- [TASK DETAILS]: Below are the entries; give again exactly the lines from the one mentioning "--- Row builders" through the one mentioning "server-assigned ids, a", inclusive.

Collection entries
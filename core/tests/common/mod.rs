// tests/common/mod.rs
#![allow(dead_code)] // Allow unused code in this common test module

use async_trait::async_trait;
use parking_lot::Mutex;
use std::collections::VecDeque;
use std::sync::Arc;
use tokio::sync::Barrier;
use tracing::Level;

use trolley::{
  ActivityId, ActivityRef, ApiRequest, ApiResponse, CartRow, CartStore, RowId, StoreOp, Transport, TrolleyError,
  TrolleyResult,
};

// --- Row builders ---

pub fn act(id: &str) -> ActivityId {
  ActivityId::from(id)
}

pub fn rid(id: &str) -> RowId {
  RowId::from(id)
}

/// A row carrying the activity as the flat `activityId` field.
pub fn row(id: &str, activity: &str, quantity: i32) -> CartRow {
  CartRow {
    id: RowId::from(id),
    activity_id: Some(ActivityId::from(activity)),
    quantity,
    activity: None,
    created_at: None,
    updated_at: None,
  }
}

/// A row carrying the activity only as the embedded object, the other
/// identity shape the backend produces.
pub fn nested_row(id: &str, activity: &str, quantity: i32) -> CartRow {
  CartRow {
    id: RowId::from(id),
    activity_id: None,
    quantity,
    activity: Some(ActivityRef {
      id: ActivityId::from(activity),
      title: Some(format!("Activity {}", activity)),
    }),
    created_at: None,
    updated_at: None,
  }
}

// --- Call journal ---

/// One recorded store call, with the arguments that matter for assertions.
#[derive(Debug, Clone, PartialEq, Eq)]
pub enum StoreCall {
  List,
  Add(ActivityId),
  Update(RowId, i32),
  Remove(RowId),
}

impl StoreCall {
  pub fn op(&self) -> StoreOp {
    match self {
      StoreCall::List => StoreOp::List,
      StoreCall::Add(_) => StoreOp::Add,
      StoreCall::Update(_, _) => StoreOp::Update,
      StoreCall::Remove(_) => StoreOp::Remove,
    }
  }
}

// --- In-memory store fake ---

#[derive(Default)]
struct MemoryState {
  rows: Vec<CartRow>,
  next_row: usize,
  default_quantity: i32,
  journal: Vec<StoreCall>,
  planned_failures: Vec<(StoreOp, String)>,
  delete_after_next_list: Option<RowId>,
  vanish_next_add: bool,
}

/// An in-memory `CartStore` with the same observable contract as the REST
/// client: server-assigned ids, a default quantity on add, `NotFound` for
/// vanished rows, and rejection of non-positive quantities.
///
/// Tests can script faults (one-shot transport failures per operation, a row
/// deleted "by someone else" right after a list, a created row vanishing
/// immediately) and can park list calls on a barrier to force a specific
/// interleaving of concurrent intents.
pub struct MemoryCartStore {
  state: Mutex<MemoryState>,
  list_barrier: Mutex<Option<Arc<Barrier>>>,
}

impl MemoryCartStore {
  pub fn new() -> Arc<Self> {
    Self::with_rows(Vec::new())
  }

  pub fn with_rows(rows: Vec<CartRow>) -> Arc<Self> {
    Arc::new(MemoryCartStore {
      state: Mutex::new(MemoryState {
        rows,
        next_row: 0,
        default_quantity: 1,
        journal: Vec::new(),
        planned_failures: Vec::new(),
        delete_after_next_list: None,
        vanish_next_add: false,
      }),
      list_barrier: Mutex::new(None),
    })
  }

  /// Current server-side truth.
  pub fn rows(&self) -> Vec<CartRow> {
    self.state.lock().rows.clone()
  }

  /// Every call made so far, in order.
  pub fn journal(&self) -> Vec<StoreCall> {
    self.state.lock().journal.clone()
  }

  /// How many calls hit the given operation.
  pub fn count(&self, op: StoreOp) -> usize {
    self.state.lock().journal.iter().filter(|call| call.op() == op).count()
  }

  /// How many calls were writes (everything except list).
  pub fn mutation_count(&self) -> usize {
    self
      .state
      .lock()
      .journal
      .iter()
      .filter(|call| call.op() != StoreOp::List)
      .count()
  }

  /// The quantity the server assigns to newly added rows.
  pub fn set_default_quantity(&self, quantity: i32) {
    self.state.lock().default_quantity = quantity;
  }

  /// The next call for `op` fails with a transport error carrying `message`.
  pub fn plan_failure(&self, op: StoreOp, message: &str) {
    self.state.lock().planned_failures.push((op, message.to_string()));
  }

  /// After the next list call has served its (pre-deletion) rows, the given
  /// row disappears, as if another session removed it.
  pub fn delete_row_after_next_list(&self, row: RowId) {
    self.state.lock().delete_after_next_list = Some(row);
  }

  /// The next added row is removed again before anyone can see it.
  pub fn vanish_next_add(&self) {
    self.state.lock().vanish_next_add = true;
  }

  /// Another actor drops a row in behind the engine's back.
  pub fn insert_row(&self, row: CartRow) {
    self.state.lock().rows.push(row);
  }

  /// Park every list call on a barrier of `parties` until all arrive. The
  /// returned handle lets the test itself act as one of the parties.
  pub fn pause_lists(&self, parties: usize) -> Arc<Barrier> {
    let barrier = Arc::new(Barrier::new(parties));
    *self.list_barrier.lock() = Some(Arc::clone(&barrier));
    barrier
  }

  /// Lists stop waiting on the barrier from now on.
  pub fn unpause_lists(&self) {
    *self.list_barrier.lock() = None;
  }
}

fn take_planned(state: &mut MemoryState, op: StoreOp) -> Option<String> {
  let position = state.planned_failures.iter().position(|(planned, _)| *planned == op)?;
  Some(state.planned_failures.remove(position).1)
}

fn transport_failure(op: StoreOp, message: String) -> TrolleyError {
  TrolleyError::Transport {
    op,
    source: anyhow::anyhow!(message),
  }
}

#[async_trait]
impl CartStore for MemoryCartStore {
  async fn list_rows(&self) -> TrolleyResult<Vec<CartRow>> {
    let (rows, barrier) = {
      let mut state = self.state.lock();
      state.journal.push(StoreCall::List);
      if let Some(message) = take_planned(&mut state, StoreOp::List) {
        return Err(transport_failure(StoreOp::List, message));
      }
      let rows = state.rows.clone();
      if let Some(victim) = state.delete_after_next_list.take() {
        state.rows.retain(|row| row.id != victim);
      }
      (rows, self.list_barrier.lock().clone())
    };
    // The guard is gone before this await.
    if let Some(barrier) = barrier {
      barrier.wait().await;
    }
    Ok(rows)
  }

  async fn add_row(&self, activity: &ActivityId) -> TrolleyResult<CartRow> {
    let mut state = self.state.lock();
    state.journal.push(StoreCall::Add(activity.clone()));
    if let Some(message) = take_planned(&mut state, StoreOp::Add) {
      return Err(transport_failure(StoreOp::Add, message));
    }
    state.next_row += 1;
    let created = CartRow {
      id: RowId::from(format!("row-{}", state.next_row)),
      activity_id: Some(activity.clone()),
      quantity: state.default_quantity,
      activity: None,
      created_at: None,
      updated_at: None,
    };
    if state.vanish_next_add {
      state.vanish_next_add = false;
    } else {
      state.rows.push(created.clone());
    }
    Ok(created)
  }

  async fn set_row_quantity(&self, row: &RowId, quantity: i32) -> TrolleyResult<()> {
    let mut state = self.state.lock();
    state.journal.push(StoreCall::Update(row.clone(), quantity));
    if let Some(message) = take_planned(&mut state, StoreOp::Update) {
      return Err(transport_failure(StoreOp::Update, message));
    }
    if quantity < 1 {
      return Err(TrolleyError::InvalidQuantity { requested: quantity });
    }
    match state.rows.iter_mut().find(|candidate| candidate.id == *row) {
      Some(target) => {
        target.quantity = quantity;
        Ok(())
      }
      None => Err(TrolleyError::NotFound { row: row.clone() }),
    }
  }

  async fn remove_row(&self, row: &RowId) -> TrolleyResult<()> {
    let mut state = self.state.lock();
    state.journal.push(StoreCall::Remove(row.clone()));
    if let Some(message) = take_planned(&mut state, StoreOp::Remove) {
      return Err(transport_failure(StoreOp::Remove, message));
    }
    let before = state.rows.len();
    state.rows.retain(|candidate| candidate.id != *row);
    if state.rows.len() == before {
      return Err(TrolleyError::NotFound { row: row.clone() });
    }
    Ok(())
  }
}

// --- Scripted transport for REST dialect tests ---

/// Serves canned responses in push order and records every request it saw.
pub struct ScriptedTransport {
  responses: Mutex<VecDeque<anyhow::Result<ApiResponse>>>,
  seen: Mutex<Vec<ApiRequest>>,
}

impl ScriptedTransport {
  pub fn new() -> Arc<Self> {
    Arc::new(ScriptedTransport {
      responses: Mutex::new(VecDeque::new()),
      seen: Mutex::new(Vec::new()),
    })
  }

  pub fn push_ok(&self, status: u16, body: impl Into<String>) {
    self.responses.lock().push_back(Ok(ApiResponse::new(status, body)));
  }

  pub fn push_err(&self, message: &str) {
    self.responses.lock().push_back(Err(anyhow::anyhow!(message.to_string())));
  }

  pub fn requests(&self) -> Vec<ApiRequest> {
    self.seen.lock().clone()
  }
}

#[async_trait]
impl Transport for ScriptedTransport {
  async fn send(&self, request: ApiRequest) -> anyhow::Result<ApiResponse> {
    self.seen.lock().push(request);
    match self.responses.lock().pop_front() {
      Some(response) => response,
      None => panic!("ScriptedTransport ran out of scripted responses"),
    }
  }
}

// --- Helper for Tracing Setup (call once per test run if needed) ---
use once_cell::sync::Lazy;
static TRACING_INIT: Lazy<()> = Lazy::new(|| {
  tracing_subscriber::fmt()
    .with_max_level(Level::DEBUG)
    .with_test_writer() // Important for tests to capture output
    .try_init()
    .ok(); // Allow multiple initializations in tests (ok if fails)
});

pub fn setup_tracing() {
  Lazy::force(&TRACING_INIT);
}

- [ANSWER SECTION]:
// --- Row builders ---

pub fn act(id: &str) -> ActivityId {
  ActivityId::from(id)
}

pub fn rid(id: &str) -> RowId {
  RowId::from(id)
}

/// A row carrying the activity as the flat `activityId` field.
pub fn row(id: &str, activity: &str, quantity: i32) -> CartRow {
  CartRow {
    id: RowId::from(id),
    activity_id: Some(ActivityId::from(activity)),
    quantity,
    activity: None,
    created_at: None,
    updated_at: None,
  }
}

/// A row carrying the activity only as the embedded object, the other
/// identity shape the backend produces.
pub fn nested_row(id: &str, activity: &str, quantity: i32) -> CartRow {
  CartRow {
    id: RowId::from(id),
    activity_id: None,
    quantity,
    activity: Some(ActivityRef {
      id: ActivityId::from(activity),
      title: Some(format!("Activity {}", activity)),
    }),
    created_at: None,
    updated_at: None,
  }
}

// --- Call journal ---

/// One recorded store call, with the arguments that matter for assertions.
#[derive(Debug, Clone, PartialEq, Eq)]
pub enum StoreCall {
  List,
  Add(ActivityId),
  Update(RowId, i32),
  Remove(RowId),
}

impl StoreCall {
  pub fn op(&self) -> StoreOp {
    match self {
      StoreCall::List => StoreOp::List,
      StoreCall::Add(_) => StoreOp::Add,
      StoreCall::Update(_, _) => StoreOp::Update,
      StoreCall::Remove(_) => StoreOp::Remove,
    }
  }
}

// --- In-memory store fake ---

#[derive(Default)]
struct MemoryState {
  rows: Vec<CartRow>,
  next_row: usize,
  default_quantity: i32,
  journal: Vec<StoreCall>,
  planned_failures: Vec<(StoreOp, String)>,
  delete_after_next_list: Option<RowId>,
  vanish_next_add: bool,
}

/// An in-memory `CartStore` with the same observable contract as the REST
/// client: server-assigned ids, a default quantity on add, `NotFound` for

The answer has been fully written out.